| Working data |
//! Read loop: frame intake, inline keep-alive replies and per-message workers.

use std::sync::Arc;

use natsline_wire::{FrameKind, InboundFrame, Message, PONG, ReadOutcome, ServerInfo, WireError};

use super::Client;
use crate::ClientError;

/// Result of one [`Client::process_next`] step.
#[derive(Debug, Clone, Copy, PartialEq, Eq)]
pub enum Progress {
    /// A frame of the given kind was read and handled.
    Handled(FrameKind),
    /// A malformed frame was read and dropped.
    Discarded,
    /// The read timeout elapsed without a complete frame.
    Timeout,
    /// The broker closed the connection.
    Closed,
}

/// Why [`Client::wait`] returned.
#[derive(Debug, Clone, Copy, PartialEq, Eq)]
pub enum WaitExit {
    /// A stop was requested.
    Stopped,
    /// The connection ended.
    ConnectionClosed,
}

enum Inbound {
    Frame(InboundFrame),
    Discarded,
    Timeout,
    Closed,
}

impl Client {
    /// Reads and handles a single frame.
    ///
    /// `PING` is answered before returning. A `MSG` is handed to a fresh
    /// worker and the call returns without waiting for the handler. Finished
    /// workers are reaped first.
    ///
    /// # Errors
    ///
    /// Returns [`ClientError::NotConnected`] without a socket, and
    /// [`ClientError::Receive`] or [`ClientError::Send`] when the socket
    /// fails or a delivery declares more than the broker's `max_payload`; in
    /// these cases the connection is dropped.
    pub fn process_next(&mut self) -> Result<Progress, ClientError> {
        self.reap_workers();
        match self.next_frame()? {
            Inbound::Frame(frame) => {
                let kind = frame.kind();
                self.handle_frame(frame)?;
                Ok(Progress::Handled(kind))
            }
            Inbound::Discarded => Ok(Progress::Discarded),
            Inbound::Timeout => Ok(Progress::Timeout),
            Inbound::Closed => Ok(Progress::Closed),
        }
    }

    /// Runs the read loop until a stop is requested or the connection ends.
    ///
    /// The stop flag is checked before every read, so a pending request
    /// takes effect within one read timeout. Returning
    /// [`WaitExit::Stopped`] consumes the request.
    ///
    /// # Errors
    ///
    /// As for [`Client::process_next`].
    pub fn wait(&mut self) -> Result<WaitExit, ClientError> {
        if self.connection.is_none() {
            return Err(ClientError::NotConnected { state: self.state });
        }
        loop {
            if self.stop.take() {
                return Ok(WaitExit::Stopped);
            }
            if self.process_next()? == Progress::Closed {
                return Ok(WaitExit::ConnectionClosed);
            }
        }
    }

    /// Blocks until the broker acknowledges the last command.
    ///
    /// Frames that arrive first are handled as in the read loop. A refusal,
    /// an unexpected reply or a timeout is turned into an error by `refused`.
    pub(super) fn expect_ack(
        &mut self,
        refused: fn(String) -> ClientError,
    ) -> Result<(), ClientError> {
        loop {
            match self.next_frame()? {
                Inbound::Frame(InboundFrame::OkAck) => return Ok(()),
                Inbound::Frame(InboundFrame::ErrAck(reason)) => return Err(refused(reason)),
                Inbound::Frame(InboundFrame::Unknown(line)) => {
                    return Err(refused(format!("unexpected reply '{line}'")));
                }
                Inbound::Frame(frame) => self.handle_frame(frame)?,
                Inbound::Discarded => {}
                Inbound::Timeout => {
                    let waited = self.config.timeout().as_secs_f64();
                    return Err(refused(format!("no acknowledgement within {waited}s")));
                }
                Inbound::Closed => return Err(ClientError::ConnectionClosed),
            }
        }
    }

    fn next_frame(&mut self) -> Result<Inbound, ClientError> {
        let Some(connection) = self.connection.as_mut() else {
            return Err(ClientError::NotConnected { state: self.state });
        };
        match connection.read_frame() {
            Ok(ReadOutcome::Frame(frame)) => {
                self.observer.frame_received(&frame);
                Ok(Inbound::Frame(frame))
            }
            Ok(ReadOutcome::Timeout) => Ok(Inbound::Timeout),
            Ok(ReadOutcome::Closed) => {
                self.drop_connection();
                Ok(Inbound::Closed)
            }
            Err(error) if error.is_frame_local() => {
                self.observer.error_absorbed(&ClientError::Frame(error));
                Ok(Inbound::Discarded)
            }
            Err(error @ (WireError::TruncatedFrame { .. } | WireError::TruncatedLine { .. })) => {
                self.observer.error_absorbed(&ClientError::Frame(error));
                self.drop_connection();
                Ok(Inbound::Closed)
            }
            Err(error) => {
                self.drop_connection();
                Err(ClientError::Receive(error))
            }
        }
    }

    fn handle_frame(&mut self, frame: InboundFrame) -> Result<(), ClientError> {
        match frame {
            InboundFrame::Ping => self.write_frame(PONG),
            InboundFrame::Message(message) => {
                self.dispatch_message(message);
                Ok(())
            }
            InboundFrame::Info(json) => {
                self.adopt_server_info(ServerInfo::from_json_lossy(&json));
                Ok(())
            }
            InboundFrame::Pong
            | InboundFrame::OkAck
            | InboundFrame::ErrAck(_)
            | InboundFrame::Unknown(_) => Ok(()),
        }
    }

    fn dispatch_message(&mut self, message: Message) {
        let handler = self
            .handlers
            .get(&message.sid)
            .map_or_else(|| Arc::clone(&self.handler), Arc::clone);
        let sid = message.sid.clone();
        match self.workers.spawn(move || handler.on_message(&message)) {
            Ok(worker) => self.observer.worker_spawned(worker, &sid),
            Err(source) => self
                .observer
                .error_absorbed(&ClientError::WorkerSpawnFailed { sid, source }),
        }
    }

    fn reap_workers(&mut self) {
        for exit in self.workers.reap() {
            self.observer.worker_finished(exit);
        }
    }
}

| Assignment |
Extract each entry in full, exactly as given.

| Result of the task |
//! Read loop: frame intake, inline keep-alive replies and per-message workers.

use std::sync::Arc;

use natsline_wire::{FrameKind, InboundFrame, Message, PONG, ReadOutcome, ServerInfo, WireError};

use super::Client;
use crate::ClientError;

/// Result of one [`Client::process_next`] step.
#[derive(Debug, Clone, Copy, PartialEq, Eq)]
pub enum Progress {
    /// A frame of the given kind was read and handled.
    Handled(FrameKind),
    /// A malformed frame was read and dropped.
    Discarded,
    /// The read timeout elapsed without a complete frame.
    Timeout,
    /// The broker closed the connection.
    Closed,
}

/// Why [`Client::wait`] returned.
#[derive(Debug, Clone, Copy, PartialEq, Eq)]
pub enum WaitExit {
    /// A stop was requested.
    Stopped,
    /// The connection ended.
    ConnectionClosed,
}

enum Inbound {
    Frame(InboundFrame),
    Discarded,
    Timeout,
    Closed,
}

impl Client {
    /// Reads and handles a single frame.
    ///
    /// `PING` is answered before returning. A `MSG` is handed to a fresh
    /// worker and the call returns without waiting for the handler. Finished
    /// workers are reaped first.
    ///
    /// # Errors
    ///
    /// Returns [`ClientError::NotConnected`] without a socket, and
    /// [`ClientError::Receive`] or [`ClientError::Send`] when the socket
    /// fails or a delivery declares more than the broker's `max_payload`; in
    /// these cases the connection is dropped.
    pub fn process_next(&mut self) -> Result<Progress, ClientError> {
        self.reap_workers();
        match self.next_frame()? {
            Inbound::Frame(frame) => {
                let kind = frame.kind();
                self.handle_frame(frame)?;
                Ok(Progress::Handled(kind))
            }
            Inbound::Discarded => Ok(Progress::Discarded),
            Inbound::Timeout => Ok(Progress::Timeout),
            Inbound::Closed => Ok(Progress::Closed),
        }
    }

    /// Runs the read loop until a stop is requested or the connection ends.
    ///
    /// The stop flag is checked before every read, so a pending request
    /// takes effect within one read timeout. Returning
    /// [`WaitExit::Stopped`] consumes the request.
    ///
    /// # Errors
    ///
    /// As for [`Client::process_next`].
    pub fn wait(&mut self) -> Result<WaitExit, ClientError> {
        if self.connection.is_none() {
            return Err(ClientError::NotConnected { state: self.state });
        }
        loop {
            if self.stop.take() {
                return Ok(WaitExit::Stopped);
            }
            if self.process_next()? == Progress::Closed {
                return Ok(WaitExit::ConnectionClosed);
            }
        }
    }

    /// Blocks until the broker acknowledges the last command.
    ///
    /// Frames that arrive first are handled as in the read loop. A refusal,
    /// an unexpected reply or a timeout is turned into an error by `refused`.
    pub(super) fn expect_ack(
        &mut self,
        refused: fn(String) -> ClientError,
    ) -> Result<(), ClientError> {
        loop {
            match self.next_frame()? {
                Inbound::Frame(InboundFrame::OkAck) => return Ok(()),
                Inbound::Frame(InboundFrame::ErrAck(reason)) => return Err(refused(reason)),
                Inbound::Frame(InboundFrame::Unknown(line)) => {
                    return Err(refused(format!("unexpected reply '{line}'")));
                }
                Inbound::Frame(frame) => self.handle_frame(frame)?,
                Inbound::Discarded => {}
                Inbound::Timeout => {
                    let waited = self.config.timeout().as_secs_f64();
                    return Err(refused(format!("no acknowledgement within {waited}s")));
                }
                Inbound::Closed => return Err(ClientError::ConnectionClosed),
            }
        }
    }

    fn next_frame(&mut self) -> Result<Inbound, ClientError> {
        let Some(connection) = self.connection.as_mut() else {
            return Err(ClientError::NotConnected { state: self.state });
        };
        match connection.read_frame() {
            Ok(ReadOutcome::Frame(frame)) => {
                self.observer.frame_received(&frame);
                Ok(Inbound::Frame(frame))
            }
            Ok(ReadOutcome::Timeout) => Ok(Inbound::Timeout),
            Ok(ReadOutcome::Closed) => {
                self.drop_connection();
                Ok(Inbound::Closed)
            }
            Err(error) if error.is_frame_local() => {
                self.observer.error_absorbed(&ClientError::Frame(error));
                Ok(Inbound::Discarded)
            }
            Err(error @ (WireError::TruncatedFrame { .. } | WireError::TruncatedLine { .. })) => {
                self.observer.error_absorbed(&ClientError::Frame(error));
                self.drop_connection();
                Ok(Inbound::Closed)
            }
            Err(error) => {
                self.drop_connection();
                Err(ClientError::Receive(error))
            }
        }
    }

    fn handle_frame(&mut self, frame: InboundFrame) -> Result<(), ClientError> {
        match frame {
            InboundFrame::Ping => self.write_frame(PONG),
            InboundFrame::Message(message) => {
                self.dispatch_message(message);
                Ok(())
            }
            InboundFrame::Info(json) => {
                self.adopt_server_info(ServerInfo::from_json_lossy(&json));
                Ok(())
            }
            InboundFrame::Pong
            | InboundFrame::OkAck
            | InboundFrame::ErrAck(_)
            | InboundFrame::Unknown(_) => Ok(()),
        }
    }

    fn dispatch_message(&mut self, message: Message) {
        let handler = self
            .handlers
            .get(&message.sid)
            .map_or_else(|| Arc::clone(&self.handler), Arc::clone);
        let sid = message.sid.clone();
        match self.workers.spawn(move || handler.on_message(&message)) {
            Ok(worker) => self.observer.worker_spawned(worker, &sid),
            Err(source) => self
                .observer
                .error_absorbed(&ClientError::WorkerSpawnFailed { sid, source }),
        }
    }

    fn reap_workers(&mut self) {
        for exit in self.workers.reap() {
            self.observer.worker_finished(exit);
        }
    }
}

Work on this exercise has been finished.